Leonardo’s Mona Lisa was painted in 1478. Not in 1504 nor in 1514.
Not in 1503/1504 – during Leonardo’s second stay in Florence – following a commission received by the merchant Francesco del Giocondo for his wife, but Leonardo may have painted the “head” of Monna Lisa Gherardini del Giocondo, which has since been lost. Vasari – who had not seen either one – seems to be confused on this point.
Leonardo did not even paint the Mona Lisa later, around the year 1513-1514 and while in Rome, following the Pacifica Brandani’s hypothesis, presented by Carlo Pedretti and Roberto Zapperi in his book Monna Lisa Addio (2012).
Our idea is – and we are the first to formulate it – is that Leonardo Da Vinci painted the Mona Lisa in 1478, the year of the murder of Giuliano de’ Medici. And the lady represented here could be one of Giuliano’s favourite lovers: Fioretta Gorini, who died at childbirth, delivering Giulio de’ Medici.

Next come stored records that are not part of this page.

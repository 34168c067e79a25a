//! Video metadata cached by [`MediaFile`](crate::MediaFile) at open time.

use std::time::Duration;

/// Metadata for the best video stream of a file.
///
/// # Example
///
/// ```no_run
/// use framesift::MediaFile;
///
/// let media = MediaFile::open("input.mp4").unwrap();
/// let metadata = media.metadata();
/// println!("{}x{} @ {:.2} fps", metadata.width, metadata.height, metadata.frames_per_second);
/// ```
#[derive(Debug, Clone)]
#[must_use]
pub struct VideoMetadata {
    /// Frame width in pixels.
    pub width: u32,
    /// Frame height in pixels.
    pub height: u32,
    /// Frames per second (approximate for variable-frame-rate content).
    pub frames_per_second: f64,
    /// Estimated total number of frames, `floor(duration * fps)`.
    pub frame_count: u64,
    /// Container duration.
    pub duration: Duration,
    /// Codec name (e.g. `"h264"`, `"vp9"`, `"av1"`).
    pub codec: String,
    /// Container format name (e.g. `"mov,mp4,m4a,3gp,3g2,mj2"`).
    pub format: String,
}
use std::{path::PathBuf, process::ExitCode, sync::Arc};

use clap::Parser;
use colored::Colorize;
use indicatif::{ProgressBar, ProgressStyle};
use rand::{SeedableRng, rngs::StdRng};
use serde_json::json;

use framesift::{
    BatchReport, FfmpegLogLevel, FfmpegOpener, FrameSampler, FramesiftError, JpegWriter,
    ProgressCallback, ProgressInfo, SamplerOptions, VideoOutcome,
    logging::{ConsoleLogger, ConsoleStream},
};

const CLI_AFTER_HELP: &str = "Examples:\n  extract-frames --input ./videos --output ./frames --frames 5\n  extract-frames -i ./input -o ./output -f 10 --seed 42 --progress";

#[derive(Debug, Parser)]
#[command(
    name = "extract-frames",
    version,
    about = "Extract random frames from MP4 videos",
    after_help = CLI_AFTER_HELP
)]
struct Cli {
    /// Path to input folder containing MP4 files.
    #[arg(short, long)]
    input: PathBuf,

    /// Path to output folder where frames will be saved.
    #[arg(short, long)]
    output: PathBuf,

    /// Number of random frames to extract from each video.
    #[arg(short, long, allow_negative_numbers = true)]
    frames: i64,

    /// Seed for reproducible frame selection.
    #[arg(long)]
    seed: Option<u64>,

    /// Video file extension to process (repeatable, default mp4).
    #[arg(long = "ext", value_name = "EXT")]
    extensions: Vec<String>,

    /// JPEG quality (1-100).
    #[arg(long, default_value_t = JpegWriter::DEFAULT_QUALITY, value_parser = clap::value_parser!(u8).range(1..=100))]
    quality: u8,

    /// Show a progress bar per video.
    #[arg(long)]
    progress: bool,

    /// Show debug output.
    #[arg(long)]
    verbose: bool,

    /// FFmpeg log level (quiet, panic, fatal, error, warning, info, verbose, debug, trace).
    #[arg(long, default_value = "error")]
    log_level: String,

    /// Print a machine-readable summary after processing.
    #[arg(long)]
    json: bool,
}

fn validate_frame_count(frames: i64) -> Result<u64, &'static str> {
    u64::try_from(frames)
        .ok()
        .filter(|&count| count > 0)
        .ok_or("Number of frames must be greater than 0")
}

fn outcome_label(outcome: &VideoOutcome) -> &'static str {
    match outcome {
        VideoOutcome::OpenFailed(_) => "open_failed",
        VideoOutcome::Empty => "empty",
        VideoOutcome::Sampled => "sampled",
        _ => "unknown",
    }
}

/// Drives an indicatif bar, restarting it for every video.
struct BarProgress {
    bar: ProgressBar,
}

impl BarProgress {
    fn new() -> Self {
        let bar = ProgressBar::new(0);
        let style =
            ProgressStyle::with_template("{spinner:.green} {bar:40.cyan/blue} {pos}/{len} {msg}")
                .unwrap_or_else(|_| ProgressStyle::default_bar());
        bar.set_style(style.progress_chars("##-"));
        Self { bar }
    }
}

impl ProgressCallback for BarProgress {
    fn on_progress(&self, info: &ProgressInfo) {
        if info.current == 1 {
            self.bar.reset();
            self.bar.set_length(info.total);
            self.bar.set_message(info.video_stem.clone());
        }
        self.bar.set_position(info.current);
    }

    fn on_video_finished(&self, _video_stem: &str) {
        self.bar.reset();
        self.bar.set_length(0);
        self.bar.set_message("");
    }
}

fn summary_json(report: &BatchReport) -> serde_json::Value {
    json!({
        "total_extracted": report.total_extracted(),
        "videos": report.videos.iter().map(|video| json!({
            "path": video.video_path.display().to_string(),
            "stem": video.video_stem,
            "outcome": outcome_label(&video.outcome),
            "requested": video.requested,
            "total_frames": video.total_frames,
            "sampled": video.sampled,
            "extracted": video.extracted(),
            "failed_frames": video.failures.iter().map(|failure| failure.frame_number).collect::<Vec<_>>(),
        })).collect::<Vec<_>>(),
    })
}

fn run(
    cli: &Cli,
    progress: Option<Arc<BarProgress>>,
) -> Result<ExitCode, Box<dyn std::error::Error>> {
    let frames = match validate_frame_count(cli.frames) {
        Ok(frames) => frames,
        Err(message) => {
            log::error!("{message}");
            return Ok(ExitCode::FAILURE);
        }
    };

    let ffmpeg_level: FfmpegLogLevel = cli
        .log_level
        .parse()
        .map_err(|error: String| format!("unsupported --log-level: {error}"))?;
    framesift::set_ffmpeg_log_level(ffmpeg_level);

    let mut options = SamplerOptions::new();
    if !cli.extensions.is_empty() {
        options = options.with_extensions(&cli.extensions);
    }
    if let Some(progress) = &progress {
        options = options.with_progress(progress.clone());
    }

    let rng = match cli.seed {
        Some(seed) => StdRng::seed_from_u64(seed),
        None => StdRng::from_entropy(),
    };
    let writer = JpegWriter::new().with_quality(cli.quality);
    let mut sampler = FrameSampler::new(FfmpegOpener, writer, rng).with_options(options);

    let result = sampler.process_videos(&cli.input, &cli.output, frames);
    if let Some(progress) = progress {
        progress.bar.finish_and_clear();
    }

    let report = match result {
        Ok(report) => report,
        // Already reported by the sampler.
        Err(FramesiftError::InputDirectoryMissing(_)) => return Ok(ExitCode::FAILURE),
        Err(error) => return Err(error.into()),
    };

    if cli.json {
        println!("{}", serde_json::to_string_pretty(&summary_json(&report))?);
    } else if !report.videos.is_empty() {
        println!(
            "{} {}",
            "success:".green().bold(),
            format!(
                "Extracted {} frame(s) from {} video(s) to {}",
                report.total_extracted(),
                report.videos.len(),
                cli.output.display()
            )
            .green()
        );
    }

    Ok(ExitCode::SUCCESS)
}

fn main() -> ExitCode {
    let cli = Cli::parse();
    let progress = cli.progress.then(|| Arc::new(BarProgress::new()));

    let mut logger = ConsoleLogger::new()
        .with_verbose(cli.verbose)
        .with_stream(ConsoleStream::for_output(cli.json));
    if let Some(progress) = &progress {
        logger = logger.with_progress_bar(progress.bar.clone());
    }
    logger.init();

    match run(&cli, progress) {
        Ok(code) => code,
        Err(error) => {
            log::error!("{error}");
            ExitCode::FAILURE
        }
    }
}
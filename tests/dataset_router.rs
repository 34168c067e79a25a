//! Dataset router integration tests.

use std::{fs, path::Path};

use framesift::{FramesiftError, route_dataset};

fn write_files(directory: &Path, names: &[&str]) {
    for name in names {
        fs::write(directory.join(name), format!("contents of {name}"))
            .expect("Failed to write fixture file");
    }
}

fn read(path: impl AsRef<Path>) -> String {
    fs::read_to_string(path).expect("Failed to read routed file")
}

#[test]
fn pairs_are_renamed_in_sorted_order() {
    let frames = tempfile::tempdir().expect("Failed to create temp dir");
    let data = tempfile::tempdir().expect("Failed to create temp dir");
    write_files(
        frames.path(),
        &["b.jpg", "b.txt", "a.jpg", "a.txt", "classes.txt"],
    );

    let report = route_dataset(frames.path(), data.path()).expect("Routing should succeed");

    assert_eq!(report.pairs.len(), 2);
    assert_eq!(report.pairs[0].source_stem, "a");
    assert_eq!(report.pairs[1].source_stem, "b");

    let images = data.path().join("images");
    let labels = data.path().join("labels");
    assert_eq!(read(images.join("frame_000000.jpg")), "contents of a.jpg");
    assert_eq!(read(labels.join("frame_000000.txt")), "contents of a.txt");
    assert_eq!(read(images.join("frame_000001.jpg")), "contents of b.jpg");
    assert_eq!(read(labels.join("frame_000001.txt")), "contents of b.txt");

    assert_eq!(fs::read_dir(&images).unwrap().count(), 2);
    assert_eq!(fs::read_dir(&labels).unwrap().count(), 2);
}

#[test]
fn prefix_stems_follow_file_name_order() {
    let frames = tempfile::tempdir().expect("Failed to create temp dir");
    let data = tempfile::tempdir().expect("Failed to create temp dir");
    write_files(frames.path(), &["clip.jpg", "clip.txt", "clip-2.jpg", "clip-2.txt"]);

    let report = route_dataset(frames.path(), data.path()).expect("Routing should succeed");

    let stems: Vec<_> = report.pairs.iter().map(|pair| pair.source_stem.as_str()).collect();
    assert_eq!(stems, vec!["clip-2", "clip"]);
    assert_eq!(
        read(data.path().join("images/frame_000000.jpg")),
        "contents of clip-2.jpg"
    );
    assert_eq!(
        read(data.path().join("labels/frame_000001.txt")),
        "contents of clip.txt"
    );
}

#[test]
fn unlabelled_images_are_not_routed() {
    let frames = tempfile::tempdir().expect("Failed to create temp dir");
    let data = tempfile::tempdir().expect("Failed to create temp dir");
    write_files(frames.path(), &["a.jpg", "a.txt", "skipped.jpg"]);

    let report = route_dataset(frames.path(), data.path()).expect("Routing should succeed");

    assert_eq!(report.pairs.len(), 1);
    assert_eq!(fs::read_dir(data.path().join("images")).unwrap().count(), 1);
}

#[test]
fn label_without_image_fails_with_not_found() {
    let frames = tempfile::tempdir().expect("Failed to create temp dir");
    let data = tempfile::tempdir().expect("Failed to create temp dir");
    write_files(frames.path(), &["a.jpg", "a.txt", "b.txt"]);

    let result = route_dataset(frames.path(), data.path());

    match result {
        Err(FramesiftError::Copy { from, source, .. }) => {
            assert_eq!(from, frames.path().join("b.jpg"));
            assert_eq!(source.kind(), std::io::ErrorKind::NotFound);
        }
        other => panic!("Expected Copy error, got: {other:?}"),
    }
    // The pair before the failure stays routed.
    assert!(data.path().join("images/frame_000000.jpg").is_file());
    assert!(!data.path().join("labels/frame_000001.txt").exists());
}

#[test]
fn rerun_replaces_previous_output() {
    let frames = tempfile::tempdir().expect("Failed to create temp dir");
    let data = tempfile::tempdir().expect("Failed to create temp dir");
    write_files(frames.path(), &["a.jpg", "a.txt"]);

    route_dataset(frames.path(), data.path()).expect("First run should succeed");
    fs::write(frames.path().join("a.txt"), "0 0.5 0.5 0.1 0.1").unwrap();
    route_dataset(frames.path(), data.path()).expect("Second run should succeed");

    assert_eq!(
        read(data.path().join("labels/frame_000000.txt")),
        "0 0.5 0.5 0.1 0.1"
    );
}

#[test]
fn empty_frames_folder_routes_nothing() {
    let frames = tempfile::tempdir().expect("Failed to create temp dir");
    let data = tempfile::tempdir().expect("Failed to create temp dir");
    write_files(frames.path(), &["classes.txt"]);

    let report = route_dataset(frames.path(), data.path()).expect("Routing should succeed");

    assert!(report.pairs.is_empty());
    assert!(data.path().join("images").is_dir());
    assert!(data.path().join("labels").is_dir());
}

#[test]
fn missing_frames_folder_is_an_error() {
    let root = tempfile::tempdir().expect("Failed to create temp dir");
    let result = route_dataset(&root.path().join("frames"), &root.path().join("data"));
    assert!(matches!(
        result,
        Err(FramesiftError::InputDirectoryMissing(_))
    ));
}
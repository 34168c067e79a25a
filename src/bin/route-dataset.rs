use std::{path::PathBuf, process::ExitCode};

use clap::Parser;
use colored::Colorize;

use framesift::logging;

#[derive(Debug, Parser)]
#[command(
    name = "route-dataset",
    version,
    about = "Copy annotated frame/label pairs into images/ and labels/ with sequential names",
    after_help = "Examples:\n  route-dataset\n  route-dataset --frames-dir ./frames --data-dir ./data"
)]
struct Cli {
    /// Folder holding `<name>.jpg` + `<name>.txt` pairs and an optional classes.txt.
    #[arg(long, default_value = "frames")]
    frames_dir: PathBuf,

    /// Dataset root receiving images/ and labels/.
    #[arg(long, default_value = "data")]
    data_dir: PathBuf,

    /// Show every copied pair.
    #[arg(long)]
    verbose: bool,
}

fn main() -> ExitCode {
    let cli = Cli::parse();
    logging::init_console_logger(cli.verbose);

    match framesift::route_dataset(&cli.frames_dir, &cli.data_dir) {
        Ok(report) => {
            println!(
                "{} {}",
                "success:".green().bold(),
                format!(
                    "Routed {} pair(s) into {}",
                    report.pairs.len(),
                    cli.data_dir.display()
                )
                .green()
            );
            ExitCode::SUCCESS
        }
        Err(error) => {
            log::error!("{error}");
            ExitCode::FAILURE
        }
    }
}
//! Console logging for the command-line tools.
//!
//! The library only emits records through the [`log`] facade. The binaries
//! install a [`ConsoleLogger`] so those records become plain lines: info
//! records print as-is, errors and warnings get a coloured `error:` /
//! `warning:` prefix. `RUST_LOG` overrides the default filter.
//!
//! Records go to stdout unless stdout carries a machine-readable document,
//! in which case they move to stderr. While a progress bar is on screen,
//! every record is written with the bar suspended so lines never tear it.

use std::io::{self, Write};

use colored::Colorize;
use env_logger::{Builder, Env, Target};
use indicatif::ProgressBar;
use log::Level;

/// Prefix printed before a record of `level`, or `None` for plain lines.
pub fn level_label(level: Level) -> Option<&'static str> {
    match level {
        Level::Error => Some("error:"),
        Level::Warn => Some("warning:"),
        Level::Info => None,
        Level::Debug => Some("debug:"),
        Level::Trace => Some("trace:"),
    }
}

/// Stream that receives log lines.
#[derive(Debug, Clone, Copy, Default, PartialEq, Eq)]
pub enum ConsoleStream {
    /// Standard output.
    #[default]
    Stdout,
    /// Standard error.
    Stderr,
}

impl ConsoleStream {
    /// Stderr when stdout is reserved for a JSON summary, stdout otherwise.
    pub fn for_output(json: bool) -> Self {
        if json { Self::Stderr } else { Self::Stdout }
    }

    fn write_all(self, bytes: &[u8]) -> io::Result<()> {
        match self {
            Self::Stdout => io::stdout().lock().write_all(bytes),
            Self::Stderr => io::stderr().lock().write_all(bytes),
        }
    }

    fn flush(self) -> io::Result<()> {
        match self {
            Self::Stdout => io::stdout().flush(),
            Self::Stderr => io::stderr().flush(),
        }
    }
}

/// Writes each record with a progress bar hidden.
struct SuspendingWriter {
    bar: ProgressBar,
    stream: ConsoleStream,
}

impl Write for SuspendingWriter {
    fn write(&mut self, buf: &[u8]) -> io::Result<usize> {
        let stream = self.stream;
        self.bar.suspend(|| stream.write_all(buf))?;
        Ok(buf.len())
    }

    fn flush(&mut self) -> io::Result<()> {
        self.stream.flush()
    }
}

/// Builder for the `env_logger` backend used by the binaries.
///
/// # Example
///
/// ```no_run
/// use framesift::logging::{ConsoleLogger, ConsoleStream};
///
/// ConsoleLogger::new()
///     .with_verbose(true)
///     .with_stream(ConsoleStream::for_output(false))
///     .init();
/// ```
#[derive(Default)]
pub struct ConsoleLogger {
    verbose: bool,
    stream: ConsoleStream,
    progress_bar: Option<ProgressBar>,
}

impl ConsoleLogger {
    /// Info level, stdout, no progress bar.
    pub fn new() -> Self {
        Self::default()
    }

    /// Lower the default filter to `debug`.
    #[must_use]
    pub fn with_verbose(mut self, verbose: bool) -> Self {
        self.verbose = verbose;
        self
    }

    /// Choose the stream that receives log lines.
    #[must_use]
    pub fn with_stream(mut self, stream: ConsoleStream) -> Self {
        self.stream = stream;
        self
    }

    /// Suspend `bar` around every record.
    #[must_use]
    pub fn with_progress_bar(mut self, bar: ProgressBar) -> Self {
        self.progress_bar = Some(bar);
        self
    }

    /// Selected stream.
    pub fn stream(&self) -> ConsoleStream {
        self.stream
    }

    /// The `env_logger` target for the current settings.
    pub fn target(&self) -> Target {
        match (&self.progress_bar, self.stream) {
            (Some(bar), stream) => Target::Pipe(Box::new(SuspendingWriter {
                bar: bar.clone(),
                stream,
            })),
            (None, ConsoleStream::Stdout) => Target::Stdout,
            (None, ConsoleStream::Stderr) => Target::Stderr,
        }
    }

    /// Install the logger. Calling this more than once keeps the first one.
    pub fn init(self) {
        let default_filter = if self.verbose { "debug" } else { "info" };
        let result = Builder::from_env(Env::default().default_filter_or(default_filter))
            .target(self.target())
            .format(|buf, record| {
                let level = record.level();
                match level_label(level) {
                    None => writeln!(buf, "{}", record.args()),
                    Some(label) => {
                        let label = match level {
                            Level::Error => label.red().bold(),
                            Level::Warn => label.yellow().bold(),
                            _ => label.dimmed(),
                        };
                        writeln!(buf, "{label} {}", record.args())
                    }
                }
            })
            .try_init();

        if result.is_err() {
            log::debug!("console logger already installed");
        }
    }
}

/// Route `log` records to stdout.
///
/// The default filter is `info`, or `debug` when `verbose` is set.
pub fn init_console_logger(verbose: bool) {
    ConsoleLogger::new().with_verbose(verbose).init();
}

#[cfg(test)]
mod tests {
    use super::*;

    #[test]
    fn info_lines_are_unprefixed() {
        assert_eq!(level_label(Level::Info), None);
        assert_eq!(level_label(Level::Error), Some("error:"));
        assert_eq!(level_label(Level::Warn), Some("warning:"));
    }

    #[test]
    fn json_output_moves_logs_to_stderr() {
        assert_eq!(ConsoleStream::for_output(true), ConsoleStream::Stderr);
        assert_eq!(ConsoleStream::for_output(false), ConsoleStream::Stdout);

        let logger = ConsoleLogger::new().with_stream(ConsoleStream::for_output(true));
        assert!(matches!(logger.target(), Target::Stderr));
        assert!(matches!(ConsoleLogger::new().target(), Target::Stdout));
    }

    #[test]
    fn progress_bar_wraps_the_target() {
        let logger = ConsoleLogger::new()
            .with_stream(ConsoleStream::Stderr)
            .with_progress_bar(ProgressBar::hidden());
        assert_eq!(logger.stream(), ConsoleStream::Stderr);
        assert!(matches!(logger.target(), Target::Pipe(_)));
    }

    #[test]
    fn suspending_writer_reports_full_length() {
        let mut writer = SuspendingWriter {
            bar: ProgressBar::hidden(),
            stream: ConsoleStream::Stderr,
        };
        assert_eq!(writer.write(b"").unwrap(), 0);
        writer.flush().unwrap();
    }

    #[test]
    fn second_init_is_harmless() {
        init_console_logger(false);
        init_console_logger(true);
    }
}
//! Frame index selection and output naming.
//!
//! Frame indices are approximate: a video is assumed to have
//! `floor(duration * fps)` frames and index `n` is fetched at `n / fps`
//! seconds. What the decoder returns for that timestamp is the frame.
//!
//! # Example
//!
//! ```
//! use rand::{SeedableRng, rngs::StdRng};
//!
//! let mut rng = StdRng::seed_from_u64(7);
//! let indices = framesift::sample_frame_indices(20, 5, &mut rng);
//! assert_eq!(indices.len(), 5);
//! assert!(indices.windows(2).all(|pair| pair[0] < pair[1]));
//! assert_eq!(framesift::frame_file_name("clip", 1), "clip_frame_001.jpg");
//! ```

use std::{collections::BTreeSet, time::Duration};

use rand::Rng;

/// Estimated frame count of a video: `floor(duration * fps)`.
///
/// Returns 0 when the product is not a positive finite number.
pub fn total_frame_count(duration_seconds: f64, frames_per_second: f64) -> u64 {
    let frames = (duration_seconds * frames_per_second).floor();
    if frames.is_finite() && frames > 0.0 {
        frames as u64
    } else {
        0
    }
}

/// Timestamp at which frame `index` is fetched.
pub fn frame_timestamp(index: u64, frames_per_second: f64) -> Duration {
    if frames_per_second <= 0.0 || !frames_per_second.is_finite() {
        return Duration::ZERO;
    }
    Duration::from_secs_f64(index as f64 / frames_per_second)
}

/// Draw `min(requested, total)` distinct frame indices from `[0, total)`.
///
/// Sampling is uniform and without replacement. The result is sorted
/// ascending. When every frame is requested the full range is returned
/// without consuming randomness.
pub fn sample_frame_indices<R: Rng + ?Sized>(total: u64, requested: u64, rng: &mut R) -> Vec<u64> {
    let count = requested.min(total);
    if count == 0 {
        return Vec::new();
    }
    if count == total {
        return (0..total).collect();
    }

    let Ok(amount) = usize::try_from(count) else {
        return Vec::new();
    };
    let Ok(length) = usize::try_from(total) else {
        return sample_by_rejection(total, amount, rng);
    };

    let mut indices: Vec<u64> = rand::seq::index::sample(rng, length, amount)
        .into_vec()
        .into_iter()
        .map(|index| index as u64)
        .collect();
    indices.sort_unstable();
    indices
}

/// Sampling for populations wider than `usize`, where `amount` is always far
/// smaller than `total`.
fn sample_by_rejection<R: Rng + ?Sized>(total: u64, amount: usize, rng: &mut R) -> Vec<u64> {
    let mut chosen = BTreeSet::new();
    while chosen.len() < amount {
        chosen.insert(rng.gen_range(0..total));
    }
    chosen.into_iter().collect()
}

/// Output file name for the frame with 1-based `rank` within a video.
pub fn frame_file_name(video_stem: &str, rank: usize) -> String {
    format!("{video_stem}_frame_{rank:03}.jpg")
}

#[cfg(test)]
mod tests {
    use std::collections::HashSet;

    use rand::{SeedableRng, rngs::StdRng};

    use super::*;

    #[test]
    fn frame_count_floors_the_product() {
        assert_eq!(total_frame_count(10.0, 2.0), 20);
        assert_eq!(total_frame_count(1.99, 1.0), 1);
        assert_eq!(total_frame_count(0.4, 2.0), 0);
    }

    #[test]
    fn frame_count_rejects_degenerate_inputs() {
        assert_eq!(total_frame_count(0.0, 30.0), 0);
        assert_eq!(total_frame_count(5.0, 0.0), 0);
        assert_eq!(total_frame_count(-1.0, 30.0), 0);
        assert_eq!(total_frame_count(f64::NAN, 30.0), 0);
        assert_eq!(total_frame_count(f64::INFINITY, 30.0), 0);
    }

    #[test]
    fn timestamp_divides_by_rate() {
        assert_eq!(frame_timestamp(5, 2.0), Duration::from_millis(2500));
        assert_eq!(frame_timestamp(0, 25.0), Duration::ZERO);
        assert_eq!(frame_timestamp(3, 0.0), Duration::ZERO);
    }

    #[test]
    fn samples_are_distinct_sorted_and_in_range() {
        let mut rng = StdRng::seed_from_u64(42);
        for (total, requested) in [(20, 5), (100, 99), (1, 1), (1000, 3)] {
            let indices = sample_frame_indices(total, requested, &mut rng);
            assert_eq!(indices.len() as u64, requested.min(total));
            assert!(indices.iter().all(|&index| index < total));
            assert!(indices.windows(2).all(|pair| pair[0] < pair[1]));
            let unique: HashSet<_> = indices.iter().collect();
            assert_eq!(unique.len(), indices.len());
        }
    }

    #[test]
    fn oversized_request_takes_every_frame() {
        let mut rng = StdRng::seed_from_u64(1);
        assert_eq!(sample_frame_indices(3, 10, &mut rng), vec![0, 1, 2]);
    }

    #[test]
    fn empty_population_yields_nothing() {
        let mut rng = StdRng::seed_from_u64(1);
        assert!(sample_frame_indices(0, 5, &mut rng).is_empty());
        assert!(sample_frame_indices(10, 0, &mut rng).is_empty());
    }

    #[test]
    fn rejection_sampling_is_distinct_and_sorted() {
        let mut rng = StdRng::seed_from_u64(5);
        let indices = sample_by_rejection(50, 10, &mut rng);
        assert_eq!(indices.len(), 10);
        assert!(indices.iter().all(|&index| index < 50));
        assert!(indices.windows(2).all(|pair| pair[0] < pair[1]));
    }

    #[test]
    fn huge_population_samples_without_enumerating() {
        let mut rng = StdRng::seed_from_u64(5);
        let indices = sample_frame_indices(u64::MAX, 4, &mut rng);
        assert_eq!(indices.len(), 4);
        assert!(indices.windows(2).all(|pair| pair[0] < pair[1]));
    }

    #[test]
    fn same_seed_same_indices() {
        let first = sample_frame_indices(500, 12, &mut StdRng::seed_from_u64(9));
        let second = sample_frame_indices(500, 12, &mut StdRng::seed_from_u64(9));
        assert_eq!(first, second);
    }

    #[test]
    fn file_name_pads_rank() {
        assert_eq!(frame_file_name("clip", 1), "clip_frame_001.jpg");
        assert_eq!(frame_file_name("clip", 42), "clip_frame_042.jpg");
        assert_eq!(frame_file_name("clip", 1234), "clip_frame_1234.jpg");
    }
}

Our reasons are summarised below:
-Leonardo told Antonio De Beatis, on 10 October 1517, that the Mona Lisa was: “A paiting of a Florentine lady, commissioned by the deceased Magnificent Giuliano”. The Magnificent Giuliano was Giuliano de’ Medici, brother of Lorenzo de’ Medici, not Giuliano de’ Medici, Duke of Nemours, as all art critics and historians had since thought.
-The Mona Lisa is on poplar wood, like all the earlier paintings by Leonardo who, after moving to Milan, switched to walnut wood.
-There are no preparatory sketches left in his pages about the Mona Lisa but we have an important landscape: the View of the Valdinievole kept at the Uffizi Museum, in Florence, dated 5 August 1473, which could be seen as the starting point for the landscape we see behind the Mona Lisa. See our graphic elaboration. If we transform the castle in the drawing into rocks, then we seem not far from the background of the Mona Lisa hanging at the Louvre.
-Pascal Cotte has discovered, using light technology, some conspicuous differences beneath the Mona Lisa but not in the landscape, which looks unchanged.